When Dr. Robert Wachter coined the term “hospitalist” in a 1996 New England Journal of Medicine article on what at the time was a new concept — doctors who only cared for hospitalized patients — he didn’t imagine how much the field would grow in such a short time.

“Things went viral very quickly,” recalls Wachter, now associate chairman of the Department of Medicine and chief of the Division of Hospital Medicine at University of California, San Francisco. “I began getting calls from hospitals immediately.”

Fast-forward to 2014, and hospital medicine is the fastest growing specialty, currently offered at 72 percent of U.S. hospitals, according to the Society of Hospital Medicine.

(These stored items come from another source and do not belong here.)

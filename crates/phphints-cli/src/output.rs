//! Output formatting for phphints
//!
//! Supports text (colored terminal), JSON and unified diff output.

use anyhow::Result;
use colored::*;
use phphints_core::Hint;
use phphints_linters::AdapterFailure;
use phphints_repair::{AppliedRepair, SkipReason, SkippedHint};
use serde::Serialize;
use std::path::Path;

use crate::process::RepairResult;

/// Output format selection
#[derive(Debug, Clone, Copy, PartialEq, Eq, Default)]
pub enum OutputFormat {
    #[default]
    Text,
    Json,
    Diff,
}

impl OutputFormat {
    pub fn from_str(s: &str) -> Option<OutputFormat> {
        match s.to_lowercase().as_str() {
            "text" => Some(OutputFormat::Text),
            "json" => Some(OutputFormat::Json),
            "diff" => Some(OutputFormat::Diff),
            _ => None,
        }
    }
}

/// What the run was doing, for the closing summary
#[derive(Debug, Clone, Copy, PartialEq, Eq)]
pub enum RunMode {
    Lint,
    RepairCheck,
    RepairFix,
}

/// A hint with one-based positions
#[derive(Debug, Clone, Serialize)]
pub struct HintInfo {
    pub source: String,
    pub line: usize,
    pub column: usize,
    pub end_line: usize,
    pub end_column: usize,
    pub message: String,
    pub priority: i32,
    pub color: String,
}

impl HintInfo {
    pub fn from_hint(hint: &Hint) -> Self {
        Self {
            source: hint.source.clone(),
            line: hint.line_begin + 1,
            column: hint.column_begin + 1,
            end_line: hint.line_end + 1,
            end_column: hint.column_end + 1,
            message: hint.message.clone(),
            priority: hint.priority,
            color: hint.color.to_string(),
        }
    }
}

/// An adapter that could not run on a file
#[derive(Debug, Clone, Serialize)]
pub struct FailureInfo {
    pub adapter: String,
    pub error: String,
}

impl From<&AdapterFailure> for FailureInfo {
    fn from(failure: &AdapterFailure) -> Self {
        Self {
            adapter: failure.adapter.to_string(),
            error: failure.error.to_string(),
        }
    }
}

/// Result of processing a single file
#[derive(Debug, Clone, Serialize)]
pub struct FileResult {
    pub path: String,
    #[serde(skip_serializing_if = "Vec::is_empty")]
    pub hints: Vec<HintInfo>,
    #[serde(skip_serializing_if = "Vec::is_empty")]
    pub applied: Vec<AppliedRepair>,
    #[serde(skip_serializing_if = "Vec::is_empty")]
    pub skipped: Vec<SkippedHint>,
    #[serde(skip_serializing_if = "Vec::is_empty")]
    pub failures: Vec<FailureInfo>,
    #[serde(skip_serializing_if = "Option::is_none")]
    pub error: Option<String>,
}

impl FileResult {
    fn new(path: &Path) -> Self {
        Self {
            path: path.display().to_string(),
            hints: Vec::new(),
            applied: Vec::new(),
            skipped: Vec::new(),
            failures: Vec::new(),
            error: None,
        }
    }

    fn repaired(path: &Path, result: &RepairResult) -> Self {
        Self {
            applied: result.applied.clone(),
            skipped: result.skipped.clone(),
            failures: result.failures.iter().map(FailureInfo::from).collect(),
            ..Self::new(path)
        }
    }
}

/// Summary statistics
#[derive(Debug, Clone, Default, Serialize)]
pub struct Summary {
    pub files_processed: usize,
    pub files_with_hints: usize,
    pub total_hints: usize,
    pub files_with_changes: usize,
    pub total_repairs: usize,
    pub adapter_failures: usize,
    pub errors: usize,
}

/// Full JSON output structure
#[derive(Debug, Serialize)]
pub struct JsonOutput {
    pub version: String,
    pub summary: Summary,
    pub files: Vec<FileResult>,
}

/// Reporter for accumulating and outputting results
pub struct Reporter {
    format: OutputFormat,
    verbose: bool,
    results: Vec<FileResult>,
    summary: Summary,
}

impl Reporter {
    pub fn new(format: OutputFormat, verbose: bool) -> Self {
        Self {
            format,
            verbose,
            results: Vec::new(),
            summary: Summary::default(),
        }
    }

    /// Report the hints found in a file
    pub fn report_hints(&mut self, path: &Path, hints: &[Hint], failures: &[AdapterFailure]) {
        self.summary.files_processed += 1;
        self.report_failures(path, failures);

        let mut result = FileResult::new(path);
        result.failures = failures.iter().map(FailureInfo::from).collect();

        if hints.is_empty() {
            if self.verbose && self.format != OutputFormat::Json {
                println!("{}: No hints", path.display());
            }
            self.results.push(result);
            return;
        }

        self.summary.files_with_hints += 1;
        self.summary.total_hints += hints.len();

        if self.format != OutputFormat::Json {
            println!("{}", path.display().to_string().bold());
            for hint in hints {
                let (red, green, blue) = hint.color.rgb();
                println!(
                    "  {:>4}:{:<3} {} {}",
                    hint.line_begin + 1,
                    hint.column_begin + 1,
                    format!("[{}]", hint.source).truecolor(red, green, blue),
                    hint.message
                );
            }
            println!();
        }

        result.hints = hints.iter().map(HintInfo::from_hint).collect();
        self.results.push(result);
    }

    /// Report what a repair would change without writing it
    pub fn report_repair_check(&mut self, path: &Path, result: &RepairResult) {
        self.summary.files_processed += 1;
        self.report_failures(path, &result.failures);

        if !result.changed() {
            if self.format == OutputFormat::Text {
                self.report_unchanged(path, &result.skipped);
            }
            self.results.push(FileResult::repaired(path, result));
            return;
        }

        self.summary.files_with_changes += 1;
        self.summary.total_repairs += result.applied.len();

        match self.format {
            OutputFormat::Text => {
                println!("{}", path.display().to_string().bold());
                print_diff(&result.old_source, &result.new_source);
                println!();
                for repair in &result.applied {
                    println!("  {} line {}: {}", "->".green(), repair.line + 1, repair.message);
                }
                print_skipped(&result.skipped);
                println!();
            }
            OutputFormat::Diff => {
                print_unified_diff(path, &result.old_source, &result.new_source);
            }
            OutputFormat::Json => {}
        }

        self.results.push(FileResult::repaired(path, result));
    }

    /// Report a file after its repairs were written
    pub fn report_repair_fix(&mut self, path: &Path, result: &RepairResult) {
        self.summary.files_processed += 1;
        self.report_failures(path, &result.failures);

        if !result.changed() {
            if self.format == OutputFormat::Text {
                self.report_unchanged(path, &result.skipped);
            }
            self.results.push(FileResult::repaired(path, result));
            return;
        }

        self.summary.files_with_changes += 1;
        self.summary.total_repairs += result.applied.len();

        if self.format == OutputFormat::Text {
            println!("{}", path.display().to_string().bold());
            println!("  {} Applied {} repair(s)", "OK".green(), result.applied.len());
            print_skipped(&result.skipped);
            println!();
        }

        self.results.push(FileResult::repaired(path, result));
    }

    /// Report an error processing a file
    pub fn report_error(&mut self, path: &Path, error: &str) {
        self.summary.files_processed += 1;
        self.summary.errors += 1;

        if self.format == OutputFormat::Text {
            eprintln!("{}: {} - {}", "Warning".yellow(), path.display(), error);
        }

        let mut result = FileResult::new(path);
        result.error = Some(error.to_string());
        self.results.push(result);
    }

    fn report_unchanged(&self, path: &Path, skipped: &[SkippedHint]) {
        if !skipped.is_empty() {
            println!("{}", path.display().to_string().bold());
            print_skipped(skipped);
            println!();
        } else if self.verbose {
            println!("{}: No repairs", path.display());
        }
    }

    fn report_failures(&mut self, path: &Path, failures: &[AdapterFailure]) {
        self.summary.adapter_failures += failures.len();

        if self.format == OutputFormat::Json {
            return;
        }
        for failure in failures {
            eprintln!(
                "{}: {} - {} produced no hints: {}",
                "Warning".yellow(),
                path.display(),
                failure.adapter,
                failure.error
            );
        }
    }

    /// Print final summary/output
    pub fn finish(self, mode: RunMode) -> Result<()> {
        match self.format {
            OutputFormat::Text => {
                println!();
                println!("{}", "Summary".bold().underline());
                println!("  Files processed: {}", self.summary.files_processed);
                match mode {
                    RunMode::Lint => {
                        println!("  Files with hints: {}", self.summary.files_with_hints);
                        println!("  Total hints: {}", self.summary.total_hints);
                    }
                    RunMode::RepairCheck | RunMode::RepairFix => {
                        println!("  Files with changes: {}", self.summary.files_with_changes);
                        println!("  Total repairs: {}", self.summary.total_repairs);
                    }
                }
                if self.summary.adapter_failures > 0 {
                    println!("  Adapter failures: {}", self.summary.adapter_failures);
                }
                if self.summary.errors > 0 {
                    println!("  Errors: {}", self.summary.errors);
                }

                if mode == RunMode::RepairCheck && self.summary.total_repairs > 0 {
                    println!();
                    println!("{}", "Run with --fix to apply repairs".yellow());
                }
            }
            OutputFormat::Json => {
                let output = JsonOutput {
                    version: env!("CARGO_PKG_VERSION").to_string(),
                    summary: self.summary,
                    files: self.results,
                };
                println!("{}", serde_json::to_string_pretty(&output)?);
            }
            // patch-compatible output carries no summary
            OutputFormat::Diff => {}
        }

        Ok(())
    }

    /// Get summary for exit code determination
    pub fn summary(&self) -> &Summary {
        &self.summary
    }
}

fn print_skipped(skipped: &[SkippedHint]) {
    for hint in skipped {
        println!("  {} {}", "!".yellow(), describe_skipped(hint));
    }
}

/// One line for a message the repair engine left alone
fn describe_skipped(hint: &SkippedHint) -> String {
    let reason = match &hint.reason {
        SkipReason::NoRule => "no repair rule".to_string(),
        SkipReason::NotApplied(rule) => format!("{} found nothing to change", rule),
        SkipReason::InvalidEdit(error) => format!("invalid edit: {}", error),
    };
    format!("line {}: {} ({})", hint.line + 1, hint.message, reason)
}

/// Print a colored diff between old and new content
fn print_diff(old: &str, new: &str) {
    for diff_result in diff::lines(old, new) {
        match diff_result {
            diff::Result::Left(l) => println!("  {}", format!("- {}", l).red()),
            diff::Result::Right(r) => println!("  {}", format!("+ {}", r).green()),
            diff::Result::Both(_, _) => {}
        }
    }
}

/// Unified diff text, `diff -u` compatible
pub fn unified_diff(path: &Path, old: &str, new: &str) -> String {
    let diff = similar::TextDiff::from_lines(old, new);
    let path_str = path.display().to_string();

    diff.unified_diff()
        .context_radius(3)
        .header(&format!("a/{}", path_str), &format!("b/{}", path_str))
        .to_string()
}

fn print_unified_diff(path: &Path, old: &str, new: &str) {
    print!("{}", unified_diff(path, old, new));
}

In the last decade alone, the number of hospitalists has nearly quadrupled to more than 44,000. President Obama’s nominee for Surgeon General, Vivek Murthy, even worked as a hospitalist at Brigham and Women’s Hospital in Boston.

Today hospitalists, whether they are employed directly by hospitals or are part of hospital medicine practices, are shaping policies, helping to implement information technology systems, tackling preventable readmission rates and designing protocols for things like infection control and fall prevention. They are also helping hospitals to cut costs by ordering fewer CT scans and lab tests, Wachter says. All of this aligns with the goal of the Affordable Care Act to reduce costs and improve the quality of health care.

“Everything that relates to hospital value, we see this being on our plate and as part of our mandate,” Wachter says. “We’re in the middle of all of it.”

Dr. Burke Kealey, president-elect of the Society of Hospital Medicine, who works as a hospitalist with the Health Partners Medical Group in Minnesota, says there are a number of quality initiatives that the society has encouraged hospitalists to be involved in through a mentoring program. The current program includes helping older adults be successful after hospital discharge, preventing readmissions, and improving glycemic control.

“There is an inherent benefit of having someone in the hospital day in and day out,” Kealey says.

Years ago, doctors typically worked as hospitalists for a year or two, but that’s changed, with a lot less turnover and facilities building up a core of career hospitalists. In 2009, the American Board of Internal Medicine created a pathway for practicing hospitalists to complete their maintenance of certification in hospital medicine, instead of general internal medicine.